**RECORDS TO USE:**
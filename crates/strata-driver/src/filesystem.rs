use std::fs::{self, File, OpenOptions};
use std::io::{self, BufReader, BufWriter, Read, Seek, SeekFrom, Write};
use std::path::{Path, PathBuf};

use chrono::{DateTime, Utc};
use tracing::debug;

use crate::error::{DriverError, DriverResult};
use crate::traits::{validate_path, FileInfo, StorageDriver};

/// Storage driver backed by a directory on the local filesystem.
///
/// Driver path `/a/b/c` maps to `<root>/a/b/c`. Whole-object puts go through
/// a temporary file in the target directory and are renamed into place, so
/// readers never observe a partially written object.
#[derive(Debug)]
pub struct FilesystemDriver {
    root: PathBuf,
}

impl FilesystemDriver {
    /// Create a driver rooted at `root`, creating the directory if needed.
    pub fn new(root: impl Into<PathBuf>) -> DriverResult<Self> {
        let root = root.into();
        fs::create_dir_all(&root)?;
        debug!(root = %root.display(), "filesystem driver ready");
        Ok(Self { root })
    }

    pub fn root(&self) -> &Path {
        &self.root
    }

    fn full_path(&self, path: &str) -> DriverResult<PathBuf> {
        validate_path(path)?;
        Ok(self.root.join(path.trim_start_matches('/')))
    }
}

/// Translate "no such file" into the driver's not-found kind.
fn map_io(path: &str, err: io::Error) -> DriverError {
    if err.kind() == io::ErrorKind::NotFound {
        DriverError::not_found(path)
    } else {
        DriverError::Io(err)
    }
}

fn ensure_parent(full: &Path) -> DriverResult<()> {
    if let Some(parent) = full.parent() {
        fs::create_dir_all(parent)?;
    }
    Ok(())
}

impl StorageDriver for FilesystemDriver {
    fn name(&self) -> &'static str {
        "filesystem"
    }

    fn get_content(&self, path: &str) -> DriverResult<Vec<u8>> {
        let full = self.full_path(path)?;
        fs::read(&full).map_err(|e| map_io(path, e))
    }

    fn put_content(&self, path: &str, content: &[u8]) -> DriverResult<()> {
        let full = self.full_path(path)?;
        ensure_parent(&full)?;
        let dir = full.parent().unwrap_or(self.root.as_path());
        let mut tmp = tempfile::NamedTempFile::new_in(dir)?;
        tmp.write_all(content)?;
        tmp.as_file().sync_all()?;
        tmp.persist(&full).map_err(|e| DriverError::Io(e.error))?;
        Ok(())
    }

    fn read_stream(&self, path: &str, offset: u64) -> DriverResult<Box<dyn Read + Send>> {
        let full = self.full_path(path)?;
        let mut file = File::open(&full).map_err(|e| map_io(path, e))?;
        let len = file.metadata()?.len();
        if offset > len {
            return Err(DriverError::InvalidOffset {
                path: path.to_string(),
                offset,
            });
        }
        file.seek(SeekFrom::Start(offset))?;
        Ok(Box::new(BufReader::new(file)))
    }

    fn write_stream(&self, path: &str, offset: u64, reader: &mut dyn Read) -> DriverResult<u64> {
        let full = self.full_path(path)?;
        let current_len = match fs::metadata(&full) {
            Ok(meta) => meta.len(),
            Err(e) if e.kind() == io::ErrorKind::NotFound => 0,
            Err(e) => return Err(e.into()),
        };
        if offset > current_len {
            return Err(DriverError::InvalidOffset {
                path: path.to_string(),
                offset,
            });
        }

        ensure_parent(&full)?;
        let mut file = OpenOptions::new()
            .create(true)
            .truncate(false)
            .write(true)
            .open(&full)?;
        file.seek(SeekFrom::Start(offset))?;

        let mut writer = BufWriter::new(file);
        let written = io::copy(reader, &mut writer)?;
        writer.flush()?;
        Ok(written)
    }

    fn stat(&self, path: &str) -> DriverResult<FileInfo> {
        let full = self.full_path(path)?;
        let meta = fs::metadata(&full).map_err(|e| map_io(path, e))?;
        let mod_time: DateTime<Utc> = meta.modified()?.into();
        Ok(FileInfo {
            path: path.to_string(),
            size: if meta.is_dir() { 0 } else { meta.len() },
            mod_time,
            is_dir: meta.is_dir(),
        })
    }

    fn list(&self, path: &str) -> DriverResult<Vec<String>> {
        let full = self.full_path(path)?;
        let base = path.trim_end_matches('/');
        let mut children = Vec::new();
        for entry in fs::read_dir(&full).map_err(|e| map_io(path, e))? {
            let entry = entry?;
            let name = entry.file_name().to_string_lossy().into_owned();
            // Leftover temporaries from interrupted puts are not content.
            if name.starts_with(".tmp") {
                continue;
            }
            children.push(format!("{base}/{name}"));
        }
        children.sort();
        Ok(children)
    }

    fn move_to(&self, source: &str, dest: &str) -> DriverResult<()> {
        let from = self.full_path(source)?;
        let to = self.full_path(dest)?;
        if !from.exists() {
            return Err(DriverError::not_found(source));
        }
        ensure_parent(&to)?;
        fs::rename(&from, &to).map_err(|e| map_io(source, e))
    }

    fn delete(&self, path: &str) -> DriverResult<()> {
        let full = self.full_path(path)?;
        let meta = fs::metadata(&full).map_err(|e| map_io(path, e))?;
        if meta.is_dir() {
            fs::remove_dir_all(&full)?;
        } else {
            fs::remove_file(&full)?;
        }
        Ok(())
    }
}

**WORK REQUIRED:** Your task is to quote all of the data word for word.

**OUTPUT OF THE TASK:**
filename crates/strata-driver/src/filesystem.rs
use std::fs::{self, File, OpenOptions};
use std::io::{self, BufReader, BufWriter, Read, Seek, SeekFrom, Write};
use std::path::{Path, PathBuf};

use chrono::{DateTime, Utc};
use tracing::debug;

use crate::error::{DriverError, DriverResult};
use crate::traits::{validate_path, FileInfo, StorageDriver};

/// Storage driver backed by a directory on the local filesystem.
///
/// Driver path `/a/b/c` maps to `<root>/a/b/c`. Whole-object puts go through
/// a temporary file in the target directory and are renamed into place, so
/// readers never observe a partially written object.
#[derive(Debug)]
pub struct FilesystemDriver {
    root: PathBuf,
}

impl FilesystemDriver {
    /// Create a driver rooted at `root`, creating the directory if needed.
    pub fn new(root: impl Into<PathBuf>) -> DriverResult<Self> {
        let root = root.into();
        fs::create_dir_all(&root)?;
        debug!(root = %root.display(), "filesystem driver ready");
        Ok(Self { root })
    }

    pub fn root(&self) -> &Path {
        &self.root
    }

    fn full_path(&self, path: &str) -> DriverResult<PathBuf> {
        validate_path(path)?;
        Ok(self.root.join(path.trim_start_matches('/')))
    }
}

/// Translate "no such file" into the driver's not-found kind.
fn map_io(path: &str, err: io::Error) -> DriverError {
    if err.kind() == io::ErrorKind::NotFound {
        DriverError::not_found(path)
    } else {
        DriverError::Io(err)
    }
}

fn ensure_parent(full: &Path) -> DriverResult<()> {
    if let Some(parent) = full.parent() {
        fs::create_dir_all(parent)?;
    }
    Ok(())
}

impl StorageDriver for FilesystemDriver {
    fn name(&self) -> &'static str {
        "filesystem"
    }

    fn get_content(&self, path: &str) -> DriverResult<Vec<u8>> {
        let full = self.full_path(path)?;
        fs::read(&full).map_err(|e| map_io(path, e))
    }

    fn put_content(&self, path: &str, content: &[u8]) -> DriverResult<()> {
        let full = self.full_path(path)?;
        ensure_parent(&full)?;
        let dir = full.parent().unwrap_or(self.root.as_path());
        let mut tmp = tempfile::NamedTempFile::new_in(dir)?;
        tmp.write_all(content)?;
        tmp.as_file().sync_all()?;
        tmp.persist(&full).map_err(|e| DriverError::Io(e.error))?;
        Ok(())
    }

    fn read_stream(&self, path: &str, offset: u64) -> DriverResult<Box<dyn Read + Send>> {
        let full = self.full_path(path)?;
        let mut file = File::open(&full).map_err(|e| map_io(path, e))?;
        let len = file.metadata()?.len();
        if offset > len {
            return Err(DriverError::InvalidOffset {
                path: path.to_string(),
                offset,
            });
        }
        file.seek(SeekFrom::Start(offset))?;
        Ok(Box::new(BufReader::new(file)))
    }

    fn write_stream(&self, path: &str, offset: u64, reader: &mut dyn Read) -> DriverResult<u64> {
        let full = self.full_path(path)?;
        let current_len = match fs::metadata(&full) {
            Ok(meta) => meta.len(),
            Err(e) if e.kind() == io::ErrorKind::NotFound => 0,
            Err(e) => return Err(e.into()),
        };
        if offset > current_len {
            return Err(DriverError::InvalidOffset {
                path: path.to_string(),
                offset,
            });
        }

        ensure_parent(&full)?;
        let mut file = OpenOptions::new()
            .create(true)
            .truncate(false)
            .write(true)
            .open(&full)?;
        file.seek(SeekFrom::Start(offset))?;

        let mut writer = BufWriter::new(file);
        let written = io::copy(reader, &mut writer)?;
        writer.flush()?;
        Ok(written)
    }

    fn stat(&self, path: &str) -> DriverResult<FileInfo> {
        let full = self.full_path(path)?;
        let meta = fs::metadata(&full).map_err(|e| map_io(path, e))?;
        let mod_time: DateTime<Utc> = meta.modified()?.into();
        Ok(FileInfo {
            path: path.to_string(),
            size: if meta.is_dir() { 0 } else { meta.len() },
            mod_time,
            is_dir: meta.is_dir(),
        })
    }

    fn list(&self, path: &str) -> DriverResult<Vec<String>> {
        let full = self.full_path(path)?;
        let base = path.trim_end_matches('/');
        let mut children = Vec::new();
        for entry in fs::read_dir(&full).map_err(|e| map_io(path, e))? {
            let entry = entry?;
            let name = entry.file_name().to_string_lossy().into_owned();
            // Leftover temporaries from interrupted puts are not content.
            if name.starts_with(".tmp") {
                continue;
            }
            children.push(format!("{base}/{name}"));
        }
        children.sort();
        Ok(children)
    }

    fn move_to(&self, source: &str, dest: &str) -> DriverResult<()> {
        let from = self.full_path(source)?;
        let to = self.full_path(dest)?;
        if !from.exists() {
            return Err(DriverError::not_found(source));
        }
        ensure_parent(&to)?;
        fs::rename(&from, &to).map_err(|e| map_io(source, e))
    }

    fn delete(&self, path: &str) -> DriverResult<()> {
        let full = self.full_path(path)?;
        let meta = fs::metadata(&full).map_err(|e| map_io(path, e))?;
        if meta.is_dir() {
            fs::remove_dir_all(&full)?;
        } else {
            fs::remove_file(&full)?;
        }
        Ok(())
    }
}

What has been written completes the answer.